Несколько лет назад мне попался в руки один журнал, опубликовавший это стихотворение. (Специально журнал не называю, чтобы не ставить в неловкое положение редактора).
У Бродского:
Я слонялся в степях, помнивших вопли гунна,
надевал на себя что сызнова входит в моду,
сеял рожь, покрывал черной толью гумна
и не пил только сухую воду.
В журнале:
Я слонялся в степях, помнивших вопли гунна,
надевал на себя что сызнова входит в моду,
сеял рожь, покрывал черной толью гумна
и не пил только сырую воду.
Редактор, вероятно, решил, что, несмотря на трудную, горестную свою жизнь, Бродский тщательно следил за своим здоровьем и пил исключительно кипяченую воду. Уверена, что Иосиф оценил бы эту редактуру.
Глава XVIII
«РУССКИЙ САМОВАР»
Ресторан «Русский самовар» на 52-й улице около Бродвея стал в наше время нью-йоркским вариантом знаменитой «Бродячей собаки».
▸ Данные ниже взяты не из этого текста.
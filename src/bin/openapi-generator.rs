use heist_back::services::documentation::ApiDoc;
use utoipa::OpenApi;

fn main() -> anyhow::Result<()> {
    let doc = ApiDoc::openapi();
    println!("{}", doc.to_pretty_json()?);
    Ok(())
}
/// OpenAPI documentation generation.
pub mod documentation;
/// Departures and disconnections.
pub mod exit_service;
/// Health check service.
pub mod health_service;
/// Room lifecycle and gameplay actions.
pub mod room_service;
/// WebSocket connection and message handling service.
pub mod websocket_service;
//! Error types of the CouchDB storage implementation.

use reqwest::StatusCode;
use thiserror::Error;

use crate::dao::storage::StorageError;

/// Convenient result alias returning [`CouchDaoError`] failures.
pub type CouchResult<T> = Result<T, CouchDaoError>;

/// Failures that can occur while interacting with CouchDB.
#[derive(Debug, Error)]
pub enum CouchDaoError {
    /// Required environment variable is missing.
    #[error("missing CouchDB environment variable `{var}`")]
    MissingEnvVar { var: &'static str },
    /// Building the HTTP client failed (invalid TLS setup, etc).
    #[error("failed to build CouchDB client")]
    ClientBuilder {
        #[source]
        source: reqwest::Error,
    },
    /// CouchDB rejected a GET against the target database.
    #[error("failed to query CouchDB database `{database}`")]
    DatabaseQuery {
        database: String,
        #[source]
        source: reqwest::Error,
    },
    /// CouchDB rejected a database creation request.
    #[error("failed to create CouchDB database `{database}`")]
    DatabaseCreate {
        database: String,
        #[source]
        source: reqwest::Error,
    },
    #[error("unexpected CouchDB database response status {status} for `{database}`")]
    DatabaseStatus {
        database: String,
        status: StatusCode,
    },
    /// A request to a document endpoint could not be sent.
    #[error("failed to send CouchDB request to `{path}`")]
    RequestSend {
        path: String,
        #[source]
        source: reqwest::Error,
    },
    #[error("unexpected CouchDB response status {status} for `{path}`")]
    RequestStatus { path: String, status: StatusCode },
    /// The document revision sent along the write is not the latest one.
    #[error("CouchDB document `{path}` has a newer revision")]
    Conflict { path: String },
    /// Response payload could not be parsed into JSON.
    #[error("failed to decode CouchDB response for `{path}`")]
    DecodeResponse {
        path: String,
        #[source]
        source: reqwest::Error,
    },
}

impl From<CouchDaoError> for StorageError {
    fn from(value: CouchDaoError) -> Self {
        match value {
            CouchDaoError::Conflict { path } => StorageError::Conflict { room_id: path },
            other => StorageError::unavailable("CouchDB request failed".into(), other),
        }
    }
}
В Париже в середине двадцатых таким местом для американской творческой богемы был воспетый Хемингуэем ресторан «Куполь». А для русских эмигрантов в Париже эту роль после Второй мировой войны стал играть ресторан «Доминик» на Монпарнасе. Владел им эмигрант из Петербурга Лев Адольфович Доминик. Это был образованный человек, искусствовед и театральный критик, время от времени писавший рецензии на парижские спектакли и даже учредивший премию «Доминик» за лучшую театральную постановку года. Его квартира над рестораном представляла собой настоящий музей, где была собрана ценнейшая коллекция русской живописи – Кандинский, Шагал, Ларионов, Гончарова, Любовь Попова... Доминик также собирал русский фарфор и серебро, и когда я была у него в гостях, показал серебряный топорик Петра Первого, которым государь якобы сделал несколько символических взмахов в день закладки будущего Петербурга. (Я, разумеется, не ручаюсь за подлинность этого топорика.) Кухня в ресторане была превосходной, но не это обстоятельство сделало его знаменитым. В нем собирались русские поэты, писатели, художники и музыканты, превратившие «Доминик» в своего рода интеллектуальный клуб.